___ Supplied data
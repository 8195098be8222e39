//! Lock-marker probing and negotiation helpers.
//!
//! A sibling `<file>.lock` marker signals that another instance currently
//! holds the bibliography file. The admission guard decides what to do with
//! one; this module only probes, waits, and removes.

use std::fs;
use std::io;
use std::path::{Path, PathBuf};
use std::thread;
use std::time::{Duration, SystemTime};

pub const LOCK_SUFFIX: &str = ".lock";

/// Path of the lock marker for a bibliography file.
pub fn lock_path(file: &Path) -> PathBuf {
    let mut os = file.as_os_str().to_os_string();
    os.push(LOCK_SUFFIX);
    PathBuf::from(os)
}

pub fn has_lock(file: &Path) -> bool {
    lock_path(file).exists()
}

/// Age of the lock marker, if one exists and its mtime is readable.
pub fn lock_age(file: &Path) -> Option<Duration> {
    let meta = fs::metadata(lock_path(file)).ok()?;
    let modified = meta.modified().ok()?;
    SystemTime::now().duration_since(modified).ok()
}

/// Remove the lock marker. Already gone counts as removed.
pub fn remove_lock(file: &Path) -> io::Result<()> {
    match fs::remove_file(lock_path(file)) {
        Err(e) if e.kind() == io::ErrorKind::NotFound => Ok(()),
        other => other,
    }
}

/// Wait for a fresh lock to clear, polling up to `retries` times.
///
/// Returns true once the lock is gone, false when the budget ran out.
pub fn wait_for_release(file: &Path, retries: u32, poll_interval: Duration) -> bool {
    for _ in 0..retries {
        if !has_lock(file) {
            return true;
        }
        thread::sleep(poll_interval);
    }
    !has_lock(file)
}
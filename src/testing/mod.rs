//! Testing utilities for users of the machina library.
//!
//! This module provides helpers for testing code that provisions machines:
//!
//! - [`FakeMachineProvisioning`]: An in-memory provisioning plugin with
//!   configurable delays, failures and panics
//! - [`wait_all`]: Waits for a batch of provisioning futures

use std::collections::{BTreeMap, VecDeque};
use std::sync::atomic::{AtomicUsize, Ordering};
use std::sync::{Mutex, PoisonError};
use std::time::Duration;

use crate::config::{ConfigError, MachinaConfigBuilder, ProvisioningSection};
use crate::core::requirements::CapacityRequirements;
use crate::core::types::{AgentUid, ReservationId, ZonesConfig};
use crate::provisioning::{
    FutureError, GridServiceAgent, MachineProvisioning, ProvisioningConfig, ProvisioningContext,
    ProvisioningError, ProvisioningFuture,
};

const POLL_INTERVAL: Duration = Duration::from_millis(5);

/// An in-memory machine provisioning plugin.
///
/// Started machines get agents named `agent-<n>` on host `10.0.0.<n>` and are
/// tracked until stopped. Delays honor the context's cancellation token, so
/// a start that outlives its deadline fails with
/// [`ProvisioningError::Interrupted`] unless
/// [`ignore_cancellation`](Self::ignore_cancellation) is set.
///
/// # Example
///
/// ```
/// use machina::testing::FakeMachineProvisioning;
/// use machina::{CapacityRequirement, CapacityRequirements};
///
/// let fake = FakeMachineProvisioning::new(CapacityRequirements::from_requirement(
///     CapacityRequirement::memory_mb(2048),
/// ))
/// .with_zones(["zone-a"]);
///
/// assert_eq!(fake.start_calls(), 0);
/// assert!(fake.running_agents().is_empty());
/// ```
pub struct FakeMachineProvisioning {
    single_machine: CapacityRequirements,
    config: ProvisioningConfig,
    start_supported: bool,
    start_delay: Duration,
    ignore_cancellation: bool,
    panic_on_start: bool,
    start_failures: Mutex<VecDeque<ProvisioningError>>,
    stop_failure: Option<ProvisioningError>,
    discovered: Vec<GridServiceAgent>,
    running: Mutex<BTreeMap<AgentUid, GridServiceAgent>>,
    next_machine: AtomicUsize,
    start_calls: AtomicUsize,
    stop_calls: AtomicUsize,
    cleanup_calls: AtomicUsize,
}

impl FakeMachineProvisioning {
    /// Create a plugin whose machines each have `single_machine` capacity.
    pub fn new(single_machine: CapacityRequirements) -> Self {
        Self {
            single_machine,
            config: ProvisioningConfig::new(),
            start_supported: true,
            start_delay: Duration::ZERO,
            ignore_cancellation: false,
            panic_on_start: false,
            start_failures: Mutex::new(VecDeque::new()),
            stop_failure: None,
            discovered: Vec::new(),
            running: Mutex::new(BTreeMap::new()),
            next_machine: AtomicUsize::new(1),
            start_calls: AtomicUsize::new(0),
            stop_calls: AtomicUsize::new(0),
            cleanup_calls: AtomicUsize::new(0),
        }
    }

    /// Create a plugin from the provisioning section of a configuration.
    pub fn from_config(section: &ProvisioningSection) -> Result<Self, ConfigError> {
        let single_machine = MachinaConfigBuilder::capacity(&section.single_machine_capacity)?;
        let config = MachinaConfigBuilder::provisioning_config(section)?;
        let mut fake = Self::new(single_machine).with_start_supported(section.start_machine_supported);
        fake.config = config;
        if let Some(delay_ms) = section.simulated_start_delay_ms {
            fake.start_delay = Duration::from_millis(delay_ms);
        }
        Ok(fake)
    }

    /// Builder: set the reserved capacity per machine.
    pub fn with_reserved(mut self, reserved: CapacityRequirements) -> Self {
        self.config = self.config.with_reserved_capacity(reserved);
        self
    }

    /// Builder: set the configured zones.
    pub fn with_zones<I, S>(mut self, zones: I) -> Self
    where
        I: IntoIterator<Item = S>,
        S: Into<String>,
    {
        self.config = self.config.with_zones(ZonesConfig::new(zones));
        self
    }

    /// Builder: set whether machines can be started.
    pub fn with_start_supported(mut self, supported: bool) -> Self {
        self.start_supported = supported;
        self
    }

    /// Builder: make every start take `delay`.
    pub fn with_start_delay(mut self, delay: Duration) -> Self {
        self.start_delay = delay;
        self
    }

    /// Builder: keep sleeping through the start delay after the caller gave
    /// up, like a plugin blocked in a call it cannot abort.
    pub fn ignore_cancellation(mut self) -> Self {
        self.ignore_cancellation = true;
        self
    }

    /// Builder: fail the next start with `error`. Queued failures are used
    /// in order, one per start call.
    pub fn with_start_failure(self, error: ProvisioningError) -> Self {
        self.start_failures
            .lock()
            .unwrap_or_else(PoisonError::into_inner)
            .push_back(error);
        self
    }

    /// Builder: fail every stop with `error`.
    pub fn with_stop_failure(mut self, error: ProvisioningError) -> Self {
        self.stop_failure = Some(error);
        self
    }

    /// Builder: panic inside every start call.
    pub fn panic_on_start(mut self) -> Self {
        self.panic_on_start = true;
        self
    }

    /// Builder: report `agent` from machine discovery.
    pub fn with_discovered(mut self, agent: GridServiceAgent) -> Self {
        self.discovered.push(agent);
        self
    }

    pub fn start_calls(&self) -> usize {
        self.start_calls.load(Ordering::SeqCst)
    }

    pub fn stop_calls(&self) -> usize {
        self.stop_calls.load(Ordering::SeqCst)
    }

    pub fn cleanup_calls(&self) -> usize {
        self.cleanup_calls.load(Ordering::SeqCst)
    }

    /// Agents on machines started and not yet stopped.
    pub fn running_agents(&self) -> Vec<GridServiceAgent> {
        self.running
            .lock()
            .unwrap_or_else(PoisonError::into_inner)
            .values()
            .cloned()
            .collect()
    }

    fn sleep(&self, ctx: &ProvisioningContext, duration: Duration) -> Result<(), ProvisioningError> {
        let mut remaining = duration;
        while !remaining.is_zero() {
            if ctx.is_cancelled() && !self.ignore_cancellation {
                return Err(ProvisioningError::Interrupted(
                    "machine start abandoned by caller".into(),
                ));
            }
            let step = remaining.min(POLL_INTERVAL);
            std::thread::sleep(step);
            remaining -= step;
        }
        Ok(())
    }
}

impl MachineProvisioning for FakeMachineProvisioning {
    fn start_machine(
        &self,
        ctx: &ProvisioningContext,
        zones: &ZonesConfig,
        reservation_id: ReservationId,
    ) -> Result<GridServiceAgent, ProvisioningError> {
        self.start_calls.fetch_add(1, Ordering::SeqCst);

        if self.panic_on_start {
            panic!("fake provisioning failure");
        }
        self.sleep(ctx, self.start_delay)?;

        let failure = self
            .start_failures
            .lock()
            .unwrap_or_else(PoisonError::into_inner)
            .pop_front();
        if let Some(error) = failure {
            return Err(error);
        }

        let n = self.next_machine.fetch_add(1, Ordering::SeqCst);
        let agent = GridServiceAgent::new(format!("agent-{}", n), format!("10.0.0.{}", n))
            .with_zones(zones.clone())
            .with_reservation_id(reservation_id);
        self.running
            .lock()
            .unwrap_or_else(PoisonError::into_inner)
            .insert(agent.uid().clone(), agent.clone());
        Ok(agent)
    }

    fn stop_machine(
        &self,
        _ctx: &ProvisioningContext,
        agent: &GridServiceAgent,
    ) -> Result<bool, ProvisioningError> {
        self.stop_calls.fetch_add(1, Ordering::SeqCst);

        if let Some(error) = &self.stop_failure {
            return Err(error.clone());
        }
        Ok(self
            .running
            .lock()
            .unwrap_or_else(PoisonError::into_inner)
            .remove(agent.uid())
            .is_some())
    }

    fn discovered_machines(
        &self,
        _ctx: &ProvisioningContext,
    ) -> Result<Vec<GridServiceAgent>, ProvisioningError> {
        let mut agents = self.discovered.clone();
        agents.extend(self.running_agents());
        Ok(agents)
    }

    fn capacity_of_single_machine(&self) -> CapacityRequirements {
        self.single_machine.clone()
    }

    fn is_start_machine_supported(&self) -> bool {
        self.start_supported
    }

    fn config(&self) -> &ProvisioningConfig {
        &self.config
    }

    fn cleanup_cloud_resources(&self, _ctx: &ProvisioningContext) -> Result<(), ProvisioningError> {
        self.cleanup_calls.fetch_add(1, Ordering::SeqCst);
        Ok(())
    }
}

/// Wait for every future of a batch, preserving order.
pub async fn wait_all<T: Clone>(futures: &[ProvisioningFuture<T>]) -> Vec<Result<T, FutureError>> {
    let mut results = Vec::with_capacity(futures.len());
    for future in futures {
        results.push(future.wait().await);
    }
    results
}
//! The blocking machine provisioning SPI.
//!
//! A [`MachineProvisioning`] implementation talks to whatever actually creates
//! machines (a cloud API, a bare-metal pool, a test double). Its calls may be
//! slow and are allowed to block; the
//! [`NonBlockingMachineProvisioningAdapter`](super::NonBlockingMachineProvisioningAdapter)
//! runs them on a dedicated worker pool.

use std::time::{Duration, Instant};

use tokio_util::sync::CancellationToken;

use crate::core::requirements::CapacityRequirements;
use crate::core::types::{ReservationId, ZonesConfig};

use super::agent::GridServiceAgent;
use super::error::ProvisioningError;

/// Static configuration of a provisioning plugin.
#[derive(Debug, Clone, Default, PartialEq, Eq)]
pub struct ProvisioningConfig {
    /// Capacity on every machine that is not available to grid containers
    /// (operating system, agent overhead).
    pub reserved_capacity_per_machine: CapacityRequirements,
    /// Zones used when a start request does not name any.
    pub zones: ZonesConfig,
}

impl ProvisioningConfig {
    pub fn new() -> Self {
        Self::default()
    }

    /// Builder: set the reserved capacity per machine.
    pub fn with_reserved_capacity(mut self, reserved: CapacityRequirements) -> Self {
        self.reserved_capacity_per_machine = reserved;
        self
    }

    /// Builder: set the default zones.
    pub fn with_zones(mut self, zones: ZonesConfig) -> Self {
        self.zones = zones;
        self
    }
}

/// Per-call context handed to the provisioning plugin.
///
/// The cancellation token fires when the caller's deadline passes or the
/// executor shuts down. Plugins that poll it can abandon slow calls early;
/// plugins that ignore it keep running until the underlying call returns.
#[derive(Debug, Clone)]
pub struct ProvisioningContext {
    timeout: Duration,
    deadline: Instant,
    cancellation: CancellationToken,
}

impl ProvisioningContext {
    /// Context for a call that must finish within `timeout` from now.
    pub fn new(timeout: Duration) -> Self {
        Self::with_deadline(timeout, Instant::now() + timeout, CancellationToken::new())
    }

    pub(crate) fn with_deadline(
        timeout: Duration,
        deadline: Instant,
        cancellation: CancellationToken,
    ) -> Self {
        Self {
            timeout,
            deadline,
            cancellation,
        }
    }

    /// The timeout requested by the caller.
    pub fn timeout(&self) -> Duration {
        self.timeout
    }

    /// The instant after which the caller stops waiting.
    pub fn deadline(&self) -> Instant {
        self.deadline
    }

    /// Time left until the deadline, zero once it has passed.
    pub fn remaining(&self) -> Duration {
        self.deadline.saturating_duration_since(Instant::now())
    }

    /// Check if the caller no longer needs the result.
    pub fn is_cancelled(&self) -> bool {
        self.cancellation.is_cancelled()
    }

    pub fn cancellation_token(&self) -> &CancellationToken {
        &self.cancellation
    }
}

/// Blocking machine provisioning plugin.
///
/// Implementations are invoked concurrently from several worker threads and
/// must therefore be stateless or internally synchronized.
pub trait MachineProvisioning: Send + Sync {
    /// Start a machine with a grid service agent on it.
    ///
    /// All machines started by one request share `reservation_id`, so they
    /// can be correlated and torn down together.
    fn start_machine(
        &self,
        ctx: &ProvisioningContext,
        zones: &ZonesConfig,
        reservation_id: ReservationId,
    ) -> Result<GridServiceAgent, ProvisioningError>;

    /// Stop the machine the agent runs on. Returns `false` if the machine
    /// was not found.
    fn stop_machine(
        &self,
        ctx: &ProvisioningContext,
        agent: &GridServiceAgent,
    ) -> Result<bool, ProvisioningError>;

    /// Agents on machines the plugin already knows about.
    fn discovered_machines(
        &self,
        ctx: &ProvisioningContext,
    ) -> Result<Vec<GridServiceAgent>, ProvisioningError>;

    /// Capacity of one machine started by this plugin.
    fn capacity_of_single_machine(&self) -> CapacityRequirements;

    /// Check if the plugin can start and stop machines at all.
    fn is_start_machine_supported(&self) -> bool;

    fn config(&self) -> &ProvisioningConfig;

    /// Release provider-side resources (security groups, key pairs, volumes)
    /// left behind by this plugin.
    fn cleanup_cloud_resources(&self, _ctx: &ProvisioningContext) -> Result<(), ProvisioningError> {
        Ok(())
    }
}
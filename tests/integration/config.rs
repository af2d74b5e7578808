//! Configuration integration tests.
//!
//! Tests that load a configuration file and run the adapter it describes.

use machina::testing::FakeMachineProvisioning;
use machina::{
    CapacityRequirement, CapacityRequirementType, ConfigError, MachinaConfigBuilder,
    MachineProvisioning, NonBlockingMachineProvisioningAdapter, ProvisioningExecutor, YamlLoader,
    ZonesConfig,
};
use std::io::Write;
use std::sync::Arc;
use std::time::Duration;

use crate::common::memory;

const CONFIG: &str = r#"
executor:
  max_threads: 4
provisioning:
  single_machine_capacity:
    memory_mb: 2048
    cpu_cores: 2
  reserved_capacity_per_machine:
    memory_mb: 48
  zones: [zone-a]
"#;

fn write_config(yaml: &str) -> tempfile::NamedTempFile {
    let mut file = tempfile::NamedTempFile::new().unwrap();
    file.write_all(yaml.as_bytes()).unwrap();
    file
}

#[tokio::test]
async fn test_adapter_from_config_file() {
    let file = write_config(CONFIG);
    let config = YamlLoader::load_config(file.path()).unwrap();

    let executor_config = MachinaConfigBuilder::executor_config(&config.executor);
    let executor = Arc::new(ProvisioningExecutor::new(executor_config).unwrap());
    let provisioning = Arc::new(FakeMachineProvisioning::from_config(&config.provisioning).unwrap());
    let adapter = NonBlockingMachineProvisioningAdapter::new(provisioning, executor);

    assert!(adapter.is_start_machine_supported());
    assert_eq!(adapter.config().zones, ZonesConfig::new(["zone-a"]));
    assert_eq!(
        adapter
            .capacity_of_single_machine()
            .requirement(&CapacityRequirementType::Cpu),
        CapacityRequirement::cpu_cores(2)
    );

    // 4096MB over 2000MB net per machine.
    let futures = adapter
        .start_machines_async(&memory(4096), &ZonesConfig::any(), Duration::from_secs(5))
        .unwrap();
    assert_eq!(futures.len(), 3);

    for future in &futures {
        let agent = future.wait().await.unwrap();
        assert!(agent.zones().contains("zone-a"));
    }
}

#[test]
fn test_invalid_config_file() {
    let file = write_config(
        r#"
executor:
  min_threads: 8
  max_threads: 2
provisioning:
  start_machine_supported: false
"#,
    );

    let result = YamlLoader::load_config(file.path());

    assert!(matches!(result, Err(ConfigError::InvalidConfig(_))));
}

#[test]
fn test_start_not_supported_from_config() {
    let config = YamlLoader::parse_config(
        r#"
provisioning:
  start_machine_supported: false
"#,
    )
    .unwrap();

    let provisioning = FakeMachineProvisioning::from_config(&config.provisioning).unwrap();

    assert!(!provisioning.is_start_machine_supported());
    assert!(provisioning.capacity_of_single_machine().is_zero());
}
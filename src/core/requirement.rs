//! A single typed capacity requirement.
//!
//! A requirement pairs a [`CapacityRequirementType`] with a non-negative
//! magnitude expressed in the type's unit:
//!
//! | type               | unit        |
//! |--------------------|-------------|
//! | `Memory`           | megabytes   |
//! | `Cpu`              | millicores  |
//! | `NumberOfMachines` | machines    |
//! | `Drive(path)`      | megabytes   |
//!
//! CPU is kept in millicores so that fractional cores stay exact under
//! arithmetic.

use std::cmp::Ordering;
use std::fmt;

use super::error::CapacityError;

/// Millicores per CPU core.
pub const MILLICORES_PER_CORE: u64 = 1000;

/// The kind of a capacity requirement, plus its qualifier if any.
///
/// Two drive requirements on different mount paths are distinct types.
#[derive(Debug, Clone, PartialEq, Eq, PartialOrd, Ord, Hash)]
pub enum CapacityRequirementType {
    /// Memory in megabytes.
    Memory,
    /// CPU in millicores.
    Cpu,
    /// Number of machines.
    NumberOfMachines,
    /// Disk space in megabytes on the given drive or mount path.
    Drive(String),
}

impl CapacityRequirementType {
    /// Stable name used for deterministic ordering and display.
    pub fn name(&self) -> String {
        match self {
            CapacityRequirementType::Memory => "memory".to_string(),
            CapacityRequirementType::Cpu => "cpu".to_string(),
            CapacityRequirementType::NumberOfMachines => "machines".to_string(),
            CapacityRequirementType::Drive(path) => format!("drive:{}", path),
        }
    }

    /// The zero-valued requirement of this type.
    pub fn zero(&self) -> CapacityRequirement {
        CapacityRequirement::new(self.clone(), 0)
    }
}

impl fmt::Display for CapacityRequirementType {
    fn fmt(&self, f: &mut fmt::Formatter<'_>) -> fmt::Result {
        f.write_str(&self.name())
    }
}

/// A non-negative quantity of one resource dimension.
///
/// All operations are pure and return new values. Binary operations require
/// both sides to share the same type and fail with
/// [`CapacityError::TypeMismatch`] otherwise.
#[derive(Debug, Clone, PartialEq, Eq, Hash)]
pub struct CapacityRequirement {
    requirement_type: CapacityRequirementType,
    amount: u64,
}

impl CapacityRequirement {
    /// Create a requirement of the given type and magnitude.
    pub fn new(requirement_type: CapacityRequirementType, amount: u64) -> Self {
        Self {
            requirement_type,
            amount,
        }
    }

    /// Memory requirement in megabytes.
    pub fn memory_mb(megabytes: u64) -> Self {
        Self::new(CapacityRequirementType::Memory, megabytes)
    }

    /// CPU requirement in whole cores.
    pub fn cpu_cores(cores: u64) -> Self {
        Self::new(
            CapacityRequirementType::Cpu,
            cores.saturating_mul(MILLICORES_PER_CORE),
        )
    }

    /// CPU requirement in millicores (1000 = one core).
    pub fn cpu_millicores(millicores: u64) -> Self {
        Self::new(CapacityRequirementType::Cpu, millicores)
    }

    /// Number-of-machines requirement.
    pub fn machines(count: u64) -> Self {
        Self::new(CapacityRequirementType::NumberOfMachines, count)
    }

    /// Disk space requirement in megabytes on the given drive.
    pub fn drive_mb(path: impl Into<String>, megabytes: u64) -> Self {
        Self::new(CapacityRequirementType::Drive(path.into()), megabytes)
    }

    /// The requirement's type.
    pub fn requirement_type(&self) -> &CapacityRequirementType {
        &self.requirement_type
    }

    /// The magnitude in the type's unit.
    pub fn amount(&self) -> u64 {
        self.amount
    }

    /// Check if the magnitude is zero.
    pub fn is_zero(&self) -> bool {
        self.amount == 0
    }

    fn with_amount(&self, amount: u64) -> Self {
        Self::new(self.requirement_type.clone(), amount)
    }

    fn ensure_same_type(&self, other: &Self) -> Result<(), CapacityError> {
        if self.requirement_type != other.requirement_type {
            return Err(CapacityError::TypeMismatch {
                left: self.requirement_type.name(),
                right: other.requirement_type.name(),
            });
        }
        Ok(())
    }

    /// Sum of both requirements.
    pub fn add(&self, other: &Self) -> Result<Self, CapacityError> {
        self.ensure_same_type(other)?;
        let amount = self
            .amount
            .checked_add(other.amount)
            .ok_or_else(|| CapacityError::Overflow(format!("{} + {}", self, other)))?;
        Ok(self.with_amount(amount))
    }

    /// Difference of both requirements; fails if `other` is larger.
    pub fn subtract(&self, other: &Self) -> Result<Self, CapacityError> {
        self.ensure_same_type(other)?;
        let amount = self.amount.checked_sub(other.amount).ok_or_else(|| {
            CapacityError::NegativeCapacity {
                minuend: self.to_string(),
                subtrahend: other.to_string(),
            }
        })?;
        Ok(self.with_amount(amount))
    }

    /// Difference of both requirements, clamped at zero.
    pub fn subtract_or_zero(&self, other: &Self) -> Result<Self, CapacityError> {
        self.ensure_same_type(other)?;
        Ok(self.with_amount(self.amount.saturating_sub(other.amount)))
    }

    /// Scale by an integer factor.
    pub fn multiply(&self, factor: u32) -> Result<Self, CapacityError> {
        let amount = self
            .amount
            .checked_mul(u64::from(factor))
            .ok_or_else(|| CapacityError::Overflow(format!("{} * {}", self, factor)))?;
        Ok(self.with_amount(amount))
    }

    /// Divide by an integer divisor, truncating.
    pub fn divide(&self, divisor: u32) -> Result<Self, CapacityError> {
        if divisor == 0 {
            return Err(CapacityError::DivideByZero(self.to_string()));
        }
        Ok(self.with_amount(self.amount / u64::from(divisor)))
    }

    /// Ratio between two requirements of the same type.
    pub fn ratio(&self, other: &Self) -> Result<f64, CapacityError> {
        self.ensure_same_type(other)?;
        if other.is_zero() {
            return Err(CapacityError::DivideByZero(self.to_string()));
        }
        Ok(self.amount as f64 / other.amount as f64)
    }

    /// Smallest integer `n` such that `n * other >= self`.
    pub fn div_ceil(&self, other: &Self) -> Result<u64, CapacityError> {
        self.ensure_same_type(other)?;
        if other.is_zero() {
            return Err(CapacityError::DivideByZero(self.to_string()));
        }
        Ok(self.amount.div_ceil(other.amount))
    }

    /// The larger of both requirements.
    pub fn max(&self, other: &Self) -> Result<Self, CapacityError> {
        self.ensure_same_type(other)?;
        Ok(self.with_amount(self.amount.max(other.amount)))
    }

    /// The smaller of both requirements.
    pub fn min(&self, other: &Self) -> Result<Self, CapacityError> {
        self.ensure_same_type(other)?;
        Ok(self.with_amount(self.amount.min(other.amount)))
    }
}

impl PartialOrd for CapacityRequirement {
    /// Orders by magnitude; requirements of different types are incomparable.
    fn partial_cmp(&self, other: &Self) -> Option<Ordering> {
        if self.requirement_type != other.requirement_type {
            return None;
        }
        Some(self.amount.cmp(&other.amount))
    }
}

impl fmt::Display for CapacityRequirement {
    fn fmt(&self, f: &mut fmt::Formatter<'_>) -> fmt::Result {
        match &self.requirement_type {
            CapacityRequirementType::Memory => write!(f, "{}MB RAM", self.amount),
            CapacityRequirementType::Cpu => {
                let cores = self.amount / MILLICORES_PER_CORE;
                let millis = self.amount % MILLICORES_PER_CORE;
                if millis == 0 {
                    write!(f, "{} CPU cores", cores)
                } else {
                    let fraction = format!("{:03}", millis);
                    write!(f, "{}.{} CPU cores", cores, fraction.trim_end_matches('0'))
                }
            }
            CapacityRequirementType::NumberOfMachines => write!(f, "{} machines", self.amount),
            CapacityRequirementType::Drive(path) => write!(f, "{}MB Drive {}", self.amount, path),
        }
    }
}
______
• _Your instructions_
Reply with nothing but the number of lines in the entries above that hold the string "ProvisioningConfig".

• _Reply_
7